Trace the design–in this case an 8″ circle–onto lightweight SEW-IN (not fusible) interfacing. Use an air-erase marker or trace lightly with a pencil. As you see in the picture, I found a lid that is 8″ in diameter and used it as a template. Cut the interfacing about 1/2″ from the traced line. Pin the interfacing, marked side up, to the right (top) side of your fabric, pointing the pins toward the outside of the circle. This will cause it to lay flatter than if you pin it from the outside edge toward the center.
Sew on the drawn line with thread that matches the circle fabric, with the stitch length set where you usually have it set for piecing (2.5 on my machine). Sew all the way around the drawn line.
If you have pinking shears, use them to trim the seam allowance to about 1/8″. I LOVE using pinking shears to “clip” curves in this way. If you don’t have access to pinks, carefully clip it every 1/4″ almost to the seam line.
Make a clip in the middle of the interfacing, being careful not to cut the circle fabric. Gently–so as not to tear the interfacing–turn the circle right side out. Use a Purple Thang or a plasticware knife to push the seam to the edges of the circle. Iron the edges using a pressing sheet to protect your iron and to prevent the interfacing from distorting.
With the fabric side up, press the circle flat, being sure the interfacing isn’t showing at the edges. Pin it in place on the background fabric, pinning toward the outside edge.

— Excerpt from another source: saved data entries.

//! Salamander body builder.
//!
//! [`SalamanderBuilder`] turns a [`BodyPlan`] into a [`MultiBodyModel`] that
//! uses the canonical link and joint names, so the registry, the control
//! partition and the gait controller all agree on every joint.
//!
//! ```text
//!            leg 0                      leg 1
//!         L ──┐                       L ──┐
//! body_0 ── body_1 ── body_2 ── body_3 ── body_4 ── ... ── body_n
//!         R ──┘                       R ──┘
//! ```
//!
//! Body segments are capsules laid along -X, joined by yaw joints. Each leg
//! hangs off its parent segment: a shoulder yaw, a roll, then pitch joints
//! reaching down to the foot.
//!
//! # Example
//!
//! ```no_run
//! use animat_core::config::AnimatConfig;
//! use animat_sim::SalamanderBuilder;
//!
//! let model = SalamanderBuilder::from_config(&AnimatConfig::default()).build();
//! assert_eq!(model.joint_count(), 27);
//! ```

use std::f32::consts::FRAC_PI_2;

use animat_control::gait::GaitController;
use animat_control::partition::ControlPartition;
use animat_core::config::{AnimatConfig, FrictionConfig};
use animat_core::convention::{BodyPlan, body_link_name, leg_link_name};
use animat_core::error::{AnimatError, ControlError};
use animat_core::types::{JointKind, Side};
use animat_physics::animat::Animat;
use animat_physics::backend::{DynamicsUpdate, PhysicsBackend};
use animat_physics::link::{Geometry, Link, Pose};
use animat_physics::model::MultiBodyModel;
use bevy::math::Vec3;
use tracing::debug;

/// Default revolute joint damping (N·m·s/rad).
pub const DEFAULT_JOINT_DAMPING: f32 = 0.1;

// ---------------------------------------------------------------------------
// SalamanderBuilder
// ---------------------------------------------------------------------------

/// Fluent builder for a salamander-like multi-body model.
#[derive(Debug, Clone, PartialEq)]
pub struct SalamanderBuilder {
    plan: BodyPlan,
    legs_parents: Vec<usize>,
    friction: FrictionConfig,
    segment_length: f32,
    body_radius: f32,
    leg_radius: f32,
    leg_segment: f32,
    joint_damping: f32,
}

impl SalamanderBuilder {
    /// Builder for `plan`. Leg pair `i` attaches to body link `i * 3 + 1`
    /// until overridden with [`with_legs_parents`](Self::with_legs_parents).
    #[must_use]
    pub fn new(plan: BodyPlan) -> Self {
        Self {
            plan,
            legs_parents: (0..plan.n_legs).map(|leg| leg * 3 + 1).collect(),
            friction: FrictionConfig::default(),
            segment_length: 0.08,
            body_radius: 0.02,
            leg_radius: 0.01,
            leg_segment: 0.03,
            joint_damping: DEFAULT_JOINT_DAMPING,
        }
    }

    /// Builder for the body plan and friction of `config`.
    #[must_use]
    pub fn from_config(config: &AnimatConfig) -> Self {
        Self::new(config.body_plan.plan())
            .with_legs_parents(config.body_plan.legs_parents.clone())
            .with_friction(config.friction.clone())
    }

    #[must_use]
    pub fn with_legs_parents(mut self, legs_parents: Vec<usize>) -> Self {
        self.legs_parents = legs_parents;
        self
    }

    #[must_use]
    pub const fn with_friction(mut self, friction: FrictionConfig) -> Self {
        self.friction = friction;
        self
    }

    /// Distance between consecutive body joints (m).
    #[must_use]
    pub const fn with_segment_length(mut self, length: f32) -> Self {
        self.segment_length = length;
        self
    }

    /// Damping applied to every joint on [`spawn`](Self::spawn). Zero skips it.
    #[must_use]
    pub const fn with_joint_damping(mut self, damping: f32) -> Self {
        self.joint_damping = damping;
        self
    }

    #[must_use]
    pub const fn plan(&self) -> &BodyPlan {
        &self.plan
    }

    /// Names of the foot links, left before right for each leg pair.
    #[must_use]
    pub fn feet(&self) -> Vec<String> {
        self.plan
            .leg_dofs()
            .filter(|dof| self.plan.is_foot(*dof))
            .map(|dof| leg_link_name(dof.leg, dof.side, dof.joint))
            .collect()
    }

    /// Generate the model.
    ///
    /// # Panics
    ///
    /// Panics if `legs_parents` does not name an existing body link for
    /// every leg pair.
    #[must_use]
    pub fn build(&self) -> MultiBodyModel {
        assert!(
            self.legs_parents.len() >= self.plan.n_legs,
            "one parent body link per leg pair"
        );
        assert!(
            self.legs_parents
                .iter()
                .all(|&parent| parent < self.plan.n_body_links()),
            "leg parent must be a body link"
        );

        let segment = Geometry::Capsule {
            radius: self.body_radius,
            height: 0.5 * self.segment_length,
        };
        // Capsules are Z-aligned; lay them along the body axis.
        let along_x = Pose::from_euler(Vec3::ZERO, [0.0, FRAC_PI_2, 0.0]);

        let base = Link::new(body_link_name(0), segment.clone())
            .with_position(Vec3::new(0.0, 0.0, self.standing_height()))
            .with_frame(along_x)
            .with_friction(self.friction.body)
            .with_color([0.1, 0.7, 0.1, 1.0]);
        let mut model = MultiBodyModel::new("salamander", base);

        for i in 1..self.plan.n_body_links() {
            model.push(
                Link::new(body_link_name(i), segment.clone())
                    .with_parent(body_link_name(i - 1))
                    .with_position(Vec3::new(-self.segment_length, 0.0, 0.0))
                    .with_frame(along_x)
                    .with_friction(self.friction.body)
                    .with_color([0.1, 0.7, 0.1, 1.0]),
            );
        }

        for dof in self.plan.leg_dofs() {
            let parent = if dof.joint == 0 {
                body_link_name(self.legs_parents[dof.leg])
            } else {
                leg_link_name(dof.leg, dof.side, dof.joint - 1)
            };
            let friction = if self.plan.is_foot(dof) {
                self.friction.feet
            } else {
                self.friction.body
            };
            model.push(
                Link::new(
                    leg_link_name(dof.leg, dof.side, dof.joint),
                    Geometry::Sphere {
                        radius: self.leg_radius,
                    },
                )
                .with_parent(parent)
                .with_position(self.leg_offset(dof.side, dof.joint))
                .with_joint(JointKind::Revolute, leg_axis(dof.joint))
                .with_friction(friction)
                .with_color([0.7, 0.5, 0.1, 1.0]),
            );
        }
        model
    }

    /// Build the model, instantiate it in `backend` and apply joint damping.
    pub fn spawn<B>(&self, backend: &mut B) -> Result<Animat, AnimatError>
    where
        B: PhysicsBackend + ?Sized,
    {
        let model = self.build();
        let animat = Animat::spawn(backend, &model)?;
        if self.joint_damping > 0.0 {
            let update = DynamicsUpdate::default().with_joint_damping(self.joint_damping);
            for joint in model.joint_names() {
                animat.set_joint_dynamics(backend, &joint, &update)?;
            }
        }
        debug!(
            body = %animat.identity(),
            links = animat.links().len(),
            feet = ?self.feet(),
            "Spawned salamander"
        );
        Ok(animat)
    }

    /// Height of the base so the feet touch `z = 0`.
    #[allow(clippy::cast_precision_loss)]
    fn standing_height(&self) -> f32 {
        if self.plan.n_legs == 0 || self.plan.n_legs_dof < 3 {
            return self.body_radius;
        }
        (self.plan.n_legs_dof - 2) as f32 * self.leg_segment + self.leg_radius
    }

    /// Position of leg link `joint` relative to its parent.
    fn leg_offset(&self, side: Side, joint: usize) -> Vec3 {
        let y = match side {
            Side::Left => 1.0,
            Side::Right => -1.0,
        };
        match joint {
            0 => Vec3::new(0.0, y * (self.body_radius + self.leg_radius), 0.0),
            1 => Vec3::new(0.0, y * self.leg_segment, 0.0),
            _ => Vec3::new(0.0, 0.0, -self.leg_segment),
        }
    }
}

/// Shoulder yaw, shoulder roll, then pitch for the rest of the leg.
const fn leg_axis(joint: usize) -> Vec3 {
    match joint {
        0 => Vec3::Z,
        1 => Vec3::X,
        _ => Vec3::Y,
    }
}

/// Gait controller for `config`, partitioned by its control tables.
pub fn salamander_controller(config: &AnimatConfig) -> Result<GaitController, ControlError> {
    let plan = config.body_plan.plan();
    let joints = plan.joint_names();
    let partition =
        ControlPartition::from_config(joints.iter().map(String::as_str), &config.control)?;
    Ok(GaitController::new(&plan, &config.gait, partition))
}

// ---------------------------------------------------------------------------
// Tests
// ---------------------------------------------------------------------------

#[cfg(test)]
mod tests {
    use super::*;
    use animat_control::controller::MotorController;
    use animat_core::types::ControlMode;
    use animat_test_utils::{RecordedCall, RecordingBackend};

    #[test]
    fn default_plan_uses_canonical_names() {
        let builder = SalamanderBuilder::from_config(&AnimatConfig::default());
        let model = builder.build();
        let plan = builder.plan();
        assert_eq!(model.joint_count(), plan.n_joints());
        assert_eq!(model.joint_names(), plan.joint_names());
        assert_eq!(model.base.name, "link_body_0");
        model.validate().unwrap();
    }

    #[test]
    fn feet_get_feet_friction() {
        let friction = FrictionConfig {
            body: 0.2,
            feet: 0.9,
        };
        let builder = SalamanderBuilder::new(BodyPlan::default()).with_friction(friction);
        let model = builder.build();
        let feet = builder.feet();
        assert_eq!(feet.len(), 4);
        for link in &model.links {
            let expected = if feet.contains(&link.name) { 0.9 } else { 0.2 };
            assert!((link.collision.friction - expected).abs() < f32::EPSILON, "{}", link.name);
        }
    }

    #[test]
    fn legs_attach_to_configured_parents() {
        let builder = SalamanderBuilder::new(BodyPlan::new(6, 2, 2)).with_legs_parents(vec![2, 5]);
        let model = builder.build();
        let shoulder = |leg, side| {
            model
                .links
                .iter()
                .find(|l| l.name == leg_link_name(leg, side, 0))
                .and_then(|l| l.parent.clone())
        };
        assert_eq!(shoulder(0, Side::Left).as_deref(), Some("link_body_2"));
        assert_eq!(shoulder(1, Side::Right).as_deref(), Some("link_body_5"));
    }

    #[test]
    fn legless_plan_has_no_feet() {
        let builder = SalamanderBuilder::new(BodyPlan::new(8, 0, 0));
        assert!(builder.feet().is_empty());
        assert_eq!(builder.build().joint_count(), 8);
    }

    #[test]
    #[should_panic(expected = "leg parent must be a body link")]
    fn parent_past_the_tail_panics() {
        let _ = SalamanderBuilder::new(BodyPlan::new(3, 1, 2))
            .with_legs_parents(vec![4])
            .build();
    }

    #[test]
    fn spawn_applies_joint_damping() {
        let mut backend = RecordingBackend::new();
        let builder = SalamanderBuilder::new(BodyPlan::new(3, 1, 2));
        let animat = builder.spawn(&mut backend).unwrap();
        assert_eq!(animat.joint_count(&backend).unwrap(), 7);

        let damped = backend
            .calls()
            .iter()
            .filter(|call| {
                matches!(call, RecordedCall::Dynamics { update, .. }
                    if update.joint_damping == Some(DEFAULT_JOINT_DAMPING))
            })
            .count();
        assert_eq!(damped, 7);
    }

    #[test]
    fn zero_damping_skips_dynamics_calls() {
        let mut backend = RecordingBackend::new();
        SalamanderBuilder::new(BodyPlan::new(3, 0, 0))
            .with_joint_damping(0.0)
            .spawn(&mut backend)
            .unwrap();
        assert!(backend.calls().is_empty());
    }

    #[test]
    fn controller_follows_control_tables() {
        let mut config = AnimatConfig::default();
        config
            .control
            .modes
            .insert(animat_core::convention::body_joint_name(0), ControlMode::Torque);
        let controller = salamander_controller(&config).unwrap();
        let partition = controller.partition();
        assert_eq!(partition.len(), config.body_plan.plan().n_joints());
        assert_eq!(partition.joints(ControlMode::Torque).len(), 1);
    }
}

In Angela’s blog post, she showed a variety of fund and pretty decorative stitches that can be used with fused OR turned-edge applique. For invisible machine applique there are a couple different types of stitches usually recommended. They’re shown in the picture below. One is a narrow, long zizag stitch and the other a blind stitch. The zigzag is my personal favorite, but I encourage you to experiment with each of them. With either, you should use clear polyester or lightweight thread that matches your applique fabric.
The inside point of the zigzag stitch should pierce the applique piece and the background, with the outer point piercing only the background fabric. The blind stitch is made up of a few straight stitches followed by a single zigzag. The straight stitches pierce only the background.

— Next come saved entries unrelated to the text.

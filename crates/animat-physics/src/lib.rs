// animat-physics: Engine-agnostic physics interface and link/joint registry.
//
// The `PhysicsBackend` trait is the only way the rest of the workspace talks
// to a physics engine. `Link` and `MultiBodyModel` describe a body before it
// exists in the engine; `Animat` owns one instantiated body and maps its
// canonical link/joint names to backend indices. A raw rapier3d backend is
// provided in `rapier`.

pub mod animat;
pub mod backend;
pub mod link;
pub mod model;
pub mod rapier;

// ---------------------------------------------------------------------------
// Prelude
// ---------------------------------------------------------------------------

pub mod prelude {
    pub use crate::{
        animat::Animat,
        backend::{DynamicsInfo, DynamicsUpdate, JointInfo, JointState, MotorTargets, PhysicsBackend},
        link::{CollisionOptions, Geometry, Link, MeshGeometry, Pose},
        model::MultiBodyModel,
        rapier::RapierBackend,
    };
}

pub use animat::Animat;
pub use backend::PhysicsBackend;

// ---------------------------------------------------------------------------
// Tests
// ---------------------------------------------------------------------------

Here’s a close-up of the circle appliqued to the placemat with a narrow, long zigzag stitch.
Perhaps you’re wondering if this method is limited to extremely simple shapes, and, happily, the answer is no. Here’s a little bird that’s going to be part of the party goods pattern.
After turning the edges under using the method described above, I simply (and I DO MEAN simply!) straight-stitched near her edge with the same thread I planned to use for quilting.
The example shown uses Moda’s “Daydream” fabric by Kate Spain.
Here are a few more things to consider for turned-edge applique:
You’re free to cut away the extra fabric and interfacing under the appliqued piece.
Substitute FabriSolvy for the interfacing, and rinse it away after appliqueing your design to the background. The art quilt in the top photo was done this way.
Decorative stitches may be used instead of hidden ones.
If the applique design has a direction (as with the little bird), the way it points as you look at the interfacing is the direction it will point after sewing. So if desired, you can reverse the direction by simply flipping the interfacing before sewing, since the drawn line will be visible on either side of the interfacing.
The applique piece doesn’t have to be closed on all sides. In fact, this technique is even easier if at least one edge of the design is open (where it will be overlapped by another piece or where it lays at the quilt edge), as was the case with the quilt in the top photo.
If you’re having trouble getting the edge to press nicely, cut a piece of heat-resistant template plastic a “hair” smaller than the shape, insert it through the slit in the interfacing and press. Remove the template and press again.
Forgive me for stating the obvious, but this method works nicely for hand-applique projects, too!